### Exercise data

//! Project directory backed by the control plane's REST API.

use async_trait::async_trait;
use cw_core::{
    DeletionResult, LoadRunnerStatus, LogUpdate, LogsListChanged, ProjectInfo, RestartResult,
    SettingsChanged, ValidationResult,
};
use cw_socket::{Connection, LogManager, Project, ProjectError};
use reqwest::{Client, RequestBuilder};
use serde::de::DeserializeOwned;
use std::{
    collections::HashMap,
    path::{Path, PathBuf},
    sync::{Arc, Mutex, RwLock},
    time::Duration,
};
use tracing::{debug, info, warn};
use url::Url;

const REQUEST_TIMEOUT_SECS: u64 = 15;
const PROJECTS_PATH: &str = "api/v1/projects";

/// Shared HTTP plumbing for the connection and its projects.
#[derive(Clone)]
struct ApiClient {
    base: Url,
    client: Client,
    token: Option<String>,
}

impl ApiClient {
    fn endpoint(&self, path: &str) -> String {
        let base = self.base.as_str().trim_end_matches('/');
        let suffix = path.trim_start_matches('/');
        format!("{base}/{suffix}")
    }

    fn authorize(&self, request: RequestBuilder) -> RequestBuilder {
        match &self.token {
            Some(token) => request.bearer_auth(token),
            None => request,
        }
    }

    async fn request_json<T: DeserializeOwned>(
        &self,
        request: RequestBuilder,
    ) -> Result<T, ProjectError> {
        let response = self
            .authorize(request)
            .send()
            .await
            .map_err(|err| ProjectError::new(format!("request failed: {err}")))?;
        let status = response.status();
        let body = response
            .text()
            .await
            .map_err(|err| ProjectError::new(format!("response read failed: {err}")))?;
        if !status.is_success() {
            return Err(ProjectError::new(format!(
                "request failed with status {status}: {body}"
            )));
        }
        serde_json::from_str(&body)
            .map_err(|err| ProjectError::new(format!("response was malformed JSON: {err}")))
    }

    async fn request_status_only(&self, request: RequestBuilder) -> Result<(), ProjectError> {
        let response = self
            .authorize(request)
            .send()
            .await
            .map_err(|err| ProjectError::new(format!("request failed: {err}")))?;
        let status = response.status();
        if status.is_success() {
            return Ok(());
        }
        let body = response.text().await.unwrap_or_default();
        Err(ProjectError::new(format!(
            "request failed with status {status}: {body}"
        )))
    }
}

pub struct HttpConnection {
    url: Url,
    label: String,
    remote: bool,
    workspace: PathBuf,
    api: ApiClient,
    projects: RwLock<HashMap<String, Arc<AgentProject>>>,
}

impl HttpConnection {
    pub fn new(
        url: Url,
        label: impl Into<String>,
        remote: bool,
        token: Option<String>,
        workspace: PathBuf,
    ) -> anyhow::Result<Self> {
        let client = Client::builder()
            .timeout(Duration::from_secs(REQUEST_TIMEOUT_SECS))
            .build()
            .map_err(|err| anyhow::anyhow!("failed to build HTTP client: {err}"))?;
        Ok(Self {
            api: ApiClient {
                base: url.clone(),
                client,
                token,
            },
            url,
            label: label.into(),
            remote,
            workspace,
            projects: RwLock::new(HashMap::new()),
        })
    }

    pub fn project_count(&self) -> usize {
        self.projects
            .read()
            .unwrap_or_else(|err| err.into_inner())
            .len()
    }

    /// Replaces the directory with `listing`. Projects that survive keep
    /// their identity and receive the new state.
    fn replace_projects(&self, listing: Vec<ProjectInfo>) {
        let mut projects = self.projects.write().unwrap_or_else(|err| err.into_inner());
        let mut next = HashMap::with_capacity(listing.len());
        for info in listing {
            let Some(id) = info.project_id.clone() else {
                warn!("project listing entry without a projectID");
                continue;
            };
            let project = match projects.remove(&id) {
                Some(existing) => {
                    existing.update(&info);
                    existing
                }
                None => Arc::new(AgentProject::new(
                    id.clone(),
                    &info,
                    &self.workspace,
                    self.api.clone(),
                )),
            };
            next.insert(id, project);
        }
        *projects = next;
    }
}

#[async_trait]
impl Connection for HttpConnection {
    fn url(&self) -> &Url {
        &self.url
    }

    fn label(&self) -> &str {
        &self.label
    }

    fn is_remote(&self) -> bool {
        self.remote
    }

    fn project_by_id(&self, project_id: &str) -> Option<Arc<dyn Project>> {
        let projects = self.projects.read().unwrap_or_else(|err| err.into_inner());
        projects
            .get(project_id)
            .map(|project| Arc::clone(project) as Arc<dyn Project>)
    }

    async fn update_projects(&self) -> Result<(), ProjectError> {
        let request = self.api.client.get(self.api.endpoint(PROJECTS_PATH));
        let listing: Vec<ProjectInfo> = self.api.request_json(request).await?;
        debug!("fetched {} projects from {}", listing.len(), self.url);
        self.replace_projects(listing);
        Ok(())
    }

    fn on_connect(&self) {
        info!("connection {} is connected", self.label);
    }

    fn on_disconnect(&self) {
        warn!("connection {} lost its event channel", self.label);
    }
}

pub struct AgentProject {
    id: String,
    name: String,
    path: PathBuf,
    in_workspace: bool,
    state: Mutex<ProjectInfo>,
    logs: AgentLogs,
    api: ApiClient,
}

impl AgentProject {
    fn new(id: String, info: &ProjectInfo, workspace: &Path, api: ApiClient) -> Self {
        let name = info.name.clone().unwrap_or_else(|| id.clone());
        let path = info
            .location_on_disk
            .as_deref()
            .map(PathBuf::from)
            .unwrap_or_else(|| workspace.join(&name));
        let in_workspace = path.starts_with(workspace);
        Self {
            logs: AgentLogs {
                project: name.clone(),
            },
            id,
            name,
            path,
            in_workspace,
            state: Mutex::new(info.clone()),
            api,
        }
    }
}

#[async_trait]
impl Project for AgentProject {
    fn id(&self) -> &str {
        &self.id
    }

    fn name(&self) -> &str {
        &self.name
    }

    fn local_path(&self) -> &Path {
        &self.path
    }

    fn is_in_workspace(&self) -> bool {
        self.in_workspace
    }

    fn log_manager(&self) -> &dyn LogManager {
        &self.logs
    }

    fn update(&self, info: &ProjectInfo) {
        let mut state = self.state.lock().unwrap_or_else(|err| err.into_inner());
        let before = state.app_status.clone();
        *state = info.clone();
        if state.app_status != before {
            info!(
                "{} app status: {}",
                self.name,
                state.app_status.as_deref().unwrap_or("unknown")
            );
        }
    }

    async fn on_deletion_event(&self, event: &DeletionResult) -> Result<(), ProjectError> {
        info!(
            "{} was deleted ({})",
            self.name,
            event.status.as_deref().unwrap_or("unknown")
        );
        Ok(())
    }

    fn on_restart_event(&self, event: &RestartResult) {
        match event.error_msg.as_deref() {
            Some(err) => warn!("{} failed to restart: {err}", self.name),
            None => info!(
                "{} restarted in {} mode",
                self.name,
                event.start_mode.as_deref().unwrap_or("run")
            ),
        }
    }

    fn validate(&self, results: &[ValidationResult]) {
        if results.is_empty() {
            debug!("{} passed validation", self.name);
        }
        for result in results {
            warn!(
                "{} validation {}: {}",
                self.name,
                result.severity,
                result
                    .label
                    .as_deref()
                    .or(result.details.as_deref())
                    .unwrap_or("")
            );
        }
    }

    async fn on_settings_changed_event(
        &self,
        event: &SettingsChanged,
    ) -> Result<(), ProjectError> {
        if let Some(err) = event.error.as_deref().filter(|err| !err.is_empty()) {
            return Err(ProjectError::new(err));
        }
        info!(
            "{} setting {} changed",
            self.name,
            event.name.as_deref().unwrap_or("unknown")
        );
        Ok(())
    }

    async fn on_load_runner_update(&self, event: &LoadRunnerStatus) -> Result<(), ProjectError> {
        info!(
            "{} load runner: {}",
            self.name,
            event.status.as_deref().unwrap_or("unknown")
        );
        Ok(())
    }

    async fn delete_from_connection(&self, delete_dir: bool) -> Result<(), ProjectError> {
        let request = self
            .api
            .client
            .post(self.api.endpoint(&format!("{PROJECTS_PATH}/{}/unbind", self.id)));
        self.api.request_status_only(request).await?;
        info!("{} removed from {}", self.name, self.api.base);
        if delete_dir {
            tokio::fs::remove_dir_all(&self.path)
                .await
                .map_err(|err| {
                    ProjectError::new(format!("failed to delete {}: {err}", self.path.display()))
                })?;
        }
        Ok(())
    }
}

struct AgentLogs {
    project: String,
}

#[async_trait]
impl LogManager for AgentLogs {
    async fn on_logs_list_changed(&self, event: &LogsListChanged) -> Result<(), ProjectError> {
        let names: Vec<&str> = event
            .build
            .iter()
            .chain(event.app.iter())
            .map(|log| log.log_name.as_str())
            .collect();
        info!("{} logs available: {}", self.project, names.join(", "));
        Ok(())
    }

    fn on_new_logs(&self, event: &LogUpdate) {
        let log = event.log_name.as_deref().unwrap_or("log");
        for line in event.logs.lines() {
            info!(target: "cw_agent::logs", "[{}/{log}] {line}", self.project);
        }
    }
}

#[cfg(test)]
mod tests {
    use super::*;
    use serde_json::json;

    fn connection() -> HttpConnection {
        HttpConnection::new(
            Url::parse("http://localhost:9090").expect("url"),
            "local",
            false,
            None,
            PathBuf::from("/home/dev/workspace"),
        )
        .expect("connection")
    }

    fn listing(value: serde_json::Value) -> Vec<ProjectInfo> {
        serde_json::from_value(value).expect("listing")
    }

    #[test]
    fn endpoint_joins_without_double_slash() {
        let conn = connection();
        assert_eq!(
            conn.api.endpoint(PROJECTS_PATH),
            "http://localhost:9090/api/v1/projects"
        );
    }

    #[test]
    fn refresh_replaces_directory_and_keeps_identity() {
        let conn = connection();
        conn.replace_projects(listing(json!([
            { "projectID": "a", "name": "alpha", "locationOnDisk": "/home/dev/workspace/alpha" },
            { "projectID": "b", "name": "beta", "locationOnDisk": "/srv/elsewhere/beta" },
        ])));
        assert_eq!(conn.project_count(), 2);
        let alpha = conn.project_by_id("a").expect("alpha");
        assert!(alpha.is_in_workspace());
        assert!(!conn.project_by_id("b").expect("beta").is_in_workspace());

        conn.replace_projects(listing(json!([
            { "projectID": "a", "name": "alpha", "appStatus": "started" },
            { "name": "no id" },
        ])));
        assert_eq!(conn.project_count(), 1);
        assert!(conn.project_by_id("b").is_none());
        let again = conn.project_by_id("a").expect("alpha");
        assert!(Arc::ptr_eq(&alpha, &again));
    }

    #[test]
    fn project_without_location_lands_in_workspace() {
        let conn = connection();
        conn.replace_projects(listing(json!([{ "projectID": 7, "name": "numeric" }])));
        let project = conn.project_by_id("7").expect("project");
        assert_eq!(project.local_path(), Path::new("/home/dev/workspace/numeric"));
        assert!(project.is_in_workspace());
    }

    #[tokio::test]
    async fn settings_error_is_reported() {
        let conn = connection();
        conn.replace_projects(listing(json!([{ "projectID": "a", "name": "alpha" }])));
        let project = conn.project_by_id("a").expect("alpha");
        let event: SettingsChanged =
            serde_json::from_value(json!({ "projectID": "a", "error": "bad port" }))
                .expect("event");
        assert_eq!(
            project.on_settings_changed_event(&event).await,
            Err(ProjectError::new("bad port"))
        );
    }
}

### Task statement
Say how many lines in the records hold the string "next", and say nothing else.

### Finished task
3